_Instructions for the task_
Below is a listing from which only part is wanted; return exactly the lines from the one with "use std::time::Duration;" up to and including the one with "returned an empty".

==== Exercise materials

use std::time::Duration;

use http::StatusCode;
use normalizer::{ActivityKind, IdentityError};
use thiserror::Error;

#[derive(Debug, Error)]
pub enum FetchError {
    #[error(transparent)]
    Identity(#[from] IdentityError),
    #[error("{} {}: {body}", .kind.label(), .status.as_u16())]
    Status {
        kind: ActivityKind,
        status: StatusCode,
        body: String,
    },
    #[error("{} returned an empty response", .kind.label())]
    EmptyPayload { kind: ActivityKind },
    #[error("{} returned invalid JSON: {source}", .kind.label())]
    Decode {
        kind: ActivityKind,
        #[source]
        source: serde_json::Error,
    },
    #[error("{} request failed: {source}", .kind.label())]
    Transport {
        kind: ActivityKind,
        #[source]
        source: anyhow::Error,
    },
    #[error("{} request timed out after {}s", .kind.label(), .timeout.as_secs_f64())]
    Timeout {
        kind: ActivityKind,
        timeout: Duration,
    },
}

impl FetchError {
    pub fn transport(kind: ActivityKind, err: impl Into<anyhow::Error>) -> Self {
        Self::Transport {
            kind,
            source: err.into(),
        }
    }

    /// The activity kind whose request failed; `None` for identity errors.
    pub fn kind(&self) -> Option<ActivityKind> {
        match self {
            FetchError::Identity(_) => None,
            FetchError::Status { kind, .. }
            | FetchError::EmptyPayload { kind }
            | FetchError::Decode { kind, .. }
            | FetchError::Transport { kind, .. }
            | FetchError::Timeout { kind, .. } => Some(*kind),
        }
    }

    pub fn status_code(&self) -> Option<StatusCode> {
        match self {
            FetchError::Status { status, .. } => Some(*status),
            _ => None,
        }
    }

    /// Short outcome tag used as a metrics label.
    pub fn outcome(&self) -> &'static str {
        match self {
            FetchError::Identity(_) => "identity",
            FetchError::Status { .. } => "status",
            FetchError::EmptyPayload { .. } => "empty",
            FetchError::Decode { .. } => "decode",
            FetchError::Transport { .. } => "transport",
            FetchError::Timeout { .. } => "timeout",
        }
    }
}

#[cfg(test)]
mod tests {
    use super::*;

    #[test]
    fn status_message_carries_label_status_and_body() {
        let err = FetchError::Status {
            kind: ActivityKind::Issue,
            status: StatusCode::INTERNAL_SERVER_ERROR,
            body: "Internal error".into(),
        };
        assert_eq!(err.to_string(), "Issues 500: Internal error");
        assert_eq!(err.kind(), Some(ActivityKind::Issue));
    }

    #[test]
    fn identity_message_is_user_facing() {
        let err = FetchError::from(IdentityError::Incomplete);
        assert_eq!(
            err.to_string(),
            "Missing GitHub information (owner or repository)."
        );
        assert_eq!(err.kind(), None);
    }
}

========
==== Exercise materials

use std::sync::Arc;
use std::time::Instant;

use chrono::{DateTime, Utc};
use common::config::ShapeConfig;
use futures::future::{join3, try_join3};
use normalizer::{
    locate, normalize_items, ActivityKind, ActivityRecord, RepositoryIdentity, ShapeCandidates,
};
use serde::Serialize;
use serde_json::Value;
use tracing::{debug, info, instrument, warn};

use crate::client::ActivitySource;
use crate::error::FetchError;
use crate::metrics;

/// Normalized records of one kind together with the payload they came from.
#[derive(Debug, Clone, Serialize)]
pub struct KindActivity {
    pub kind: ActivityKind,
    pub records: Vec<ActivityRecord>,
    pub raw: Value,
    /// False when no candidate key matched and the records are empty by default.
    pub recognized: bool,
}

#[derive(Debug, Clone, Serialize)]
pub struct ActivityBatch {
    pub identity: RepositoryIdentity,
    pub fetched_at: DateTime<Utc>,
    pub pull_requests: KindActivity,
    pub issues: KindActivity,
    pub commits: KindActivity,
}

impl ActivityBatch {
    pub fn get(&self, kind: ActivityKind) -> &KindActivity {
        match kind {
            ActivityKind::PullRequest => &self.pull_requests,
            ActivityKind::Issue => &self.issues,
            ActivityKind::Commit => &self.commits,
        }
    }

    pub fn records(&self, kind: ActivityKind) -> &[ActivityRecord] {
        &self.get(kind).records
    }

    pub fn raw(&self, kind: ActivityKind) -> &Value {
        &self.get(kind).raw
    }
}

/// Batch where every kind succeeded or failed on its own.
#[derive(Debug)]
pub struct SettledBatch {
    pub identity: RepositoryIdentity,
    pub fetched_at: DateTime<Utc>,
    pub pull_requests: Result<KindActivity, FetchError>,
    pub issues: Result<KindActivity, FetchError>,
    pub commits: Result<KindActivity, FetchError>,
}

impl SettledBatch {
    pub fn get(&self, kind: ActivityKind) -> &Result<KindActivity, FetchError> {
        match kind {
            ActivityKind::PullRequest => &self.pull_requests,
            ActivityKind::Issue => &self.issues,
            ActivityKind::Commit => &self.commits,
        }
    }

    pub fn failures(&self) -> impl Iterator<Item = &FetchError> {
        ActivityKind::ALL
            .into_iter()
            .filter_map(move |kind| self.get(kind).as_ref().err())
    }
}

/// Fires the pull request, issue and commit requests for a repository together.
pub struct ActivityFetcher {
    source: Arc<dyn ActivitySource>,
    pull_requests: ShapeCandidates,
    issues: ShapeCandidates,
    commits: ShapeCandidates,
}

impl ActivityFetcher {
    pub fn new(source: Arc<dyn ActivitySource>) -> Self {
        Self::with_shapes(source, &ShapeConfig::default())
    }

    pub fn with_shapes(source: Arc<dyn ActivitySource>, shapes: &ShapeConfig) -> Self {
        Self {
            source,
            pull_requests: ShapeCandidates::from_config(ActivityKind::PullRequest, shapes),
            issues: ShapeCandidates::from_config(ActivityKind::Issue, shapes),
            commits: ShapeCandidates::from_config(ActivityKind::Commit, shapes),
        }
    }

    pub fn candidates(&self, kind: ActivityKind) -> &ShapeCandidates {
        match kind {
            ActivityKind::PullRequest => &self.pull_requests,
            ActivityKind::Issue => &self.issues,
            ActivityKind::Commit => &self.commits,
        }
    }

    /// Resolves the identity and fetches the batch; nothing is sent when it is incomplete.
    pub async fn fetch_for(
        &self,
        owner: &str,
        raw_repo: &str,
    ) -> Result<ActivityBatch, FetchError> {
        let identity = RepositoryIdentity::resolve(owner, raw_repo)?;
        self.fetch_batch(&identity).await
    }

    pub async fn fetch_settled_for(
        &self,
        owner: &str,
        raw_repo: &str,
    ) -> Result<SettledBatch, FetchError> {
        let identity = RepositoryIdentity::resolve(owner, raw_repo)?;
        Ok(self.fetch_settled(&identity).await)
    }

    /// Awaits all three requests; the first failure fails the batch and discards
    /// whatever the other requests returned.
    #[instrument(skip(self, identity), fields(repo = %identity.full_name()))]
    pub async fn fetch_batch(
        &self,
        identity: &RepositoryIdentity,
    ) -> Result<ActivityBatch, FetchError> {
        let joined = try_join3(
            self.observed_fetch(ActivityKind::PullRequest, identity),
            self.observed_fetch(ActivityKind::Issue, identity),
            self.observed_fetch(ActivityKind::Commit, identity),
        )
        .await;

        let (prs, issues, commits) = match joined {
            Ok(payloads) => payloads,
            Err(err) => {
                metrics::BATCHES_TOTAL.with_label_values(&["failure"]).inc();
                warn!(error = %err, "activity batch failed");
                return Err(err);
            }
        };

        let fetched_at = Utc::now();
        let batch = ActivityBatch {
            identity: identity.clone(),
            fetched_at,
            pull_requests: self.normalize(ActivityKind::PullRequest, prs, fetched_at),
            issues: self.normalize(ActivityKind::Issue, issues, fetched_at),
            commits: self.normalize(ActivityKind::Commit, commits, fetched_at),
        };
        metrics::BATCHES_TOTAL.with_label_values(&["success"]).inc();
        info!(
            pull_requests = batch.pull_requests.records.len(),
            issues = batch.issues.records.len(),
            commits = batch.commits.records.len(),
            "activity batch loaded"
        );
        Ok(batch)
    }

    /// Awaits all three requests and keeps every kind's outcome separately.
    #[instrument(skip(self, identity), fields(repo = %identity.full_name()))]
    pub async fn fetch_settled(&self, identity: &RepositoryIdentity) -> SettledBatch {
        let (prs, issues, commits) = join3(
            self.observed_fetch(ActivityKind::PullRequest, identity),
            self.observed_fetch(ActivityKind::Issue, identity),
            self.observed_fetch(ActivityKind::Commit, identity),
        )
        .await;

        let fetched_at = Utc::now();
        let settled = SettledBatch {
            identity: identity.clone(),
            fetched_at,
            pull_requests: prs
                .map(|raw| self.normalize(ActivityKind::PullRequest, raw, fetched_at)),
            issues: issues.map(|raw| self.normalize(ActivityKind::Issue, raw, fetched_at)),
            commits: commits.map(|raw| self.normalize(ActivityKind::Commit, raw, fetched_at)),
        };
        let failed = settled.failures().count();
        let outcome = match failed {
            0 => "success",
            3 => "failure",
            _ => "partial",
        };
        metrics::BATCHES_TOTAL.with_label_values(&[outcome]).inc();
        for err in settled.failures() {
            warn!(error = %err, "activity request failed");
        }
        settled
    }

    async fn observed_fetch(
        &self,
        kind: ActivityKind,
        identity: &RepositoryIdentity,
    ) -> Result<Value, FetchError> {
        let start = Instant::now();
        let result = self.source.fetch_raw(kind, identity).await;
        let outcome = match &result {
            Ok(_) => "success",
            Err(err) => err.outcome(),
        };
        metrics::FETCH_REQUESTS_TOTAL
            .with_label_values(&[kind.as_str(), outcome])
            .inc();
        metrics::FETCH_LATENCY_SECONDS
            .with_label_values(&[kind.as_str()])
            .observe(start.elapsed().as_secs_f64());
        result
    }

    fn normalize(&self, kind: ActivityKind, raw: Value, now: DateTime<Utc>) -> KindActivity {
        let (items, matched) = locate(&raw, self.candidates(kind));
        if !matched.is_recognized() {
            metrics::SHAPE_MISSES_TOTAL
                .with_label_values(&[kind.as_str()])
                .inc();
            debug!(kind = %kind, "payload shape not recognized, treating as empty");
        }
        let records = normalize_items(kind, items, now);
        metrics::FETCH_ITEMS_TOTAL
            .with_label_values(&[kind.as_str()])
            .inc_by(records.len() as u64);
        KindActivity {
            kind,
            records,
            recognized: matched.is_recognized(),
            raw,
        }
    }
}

========

_Problem solution_
use std::time::Duration;

use http::StatusCode;
use normalizer::{ActivityKind, IdentityError};
use thiserror::Error;

#[derive(Debug, Error)]
pub enum FetchError {
    #[error(transparent)]
    Identity(#[from] IdentityError),
    #[error("{} {}: {body}", .kind.label(), .status.as_u16())]
    Status {
        kind: ActivityKind,
        status: StatusCode,
        body: String,
    },
    #[error("{} returned an empty response", .kind.label())]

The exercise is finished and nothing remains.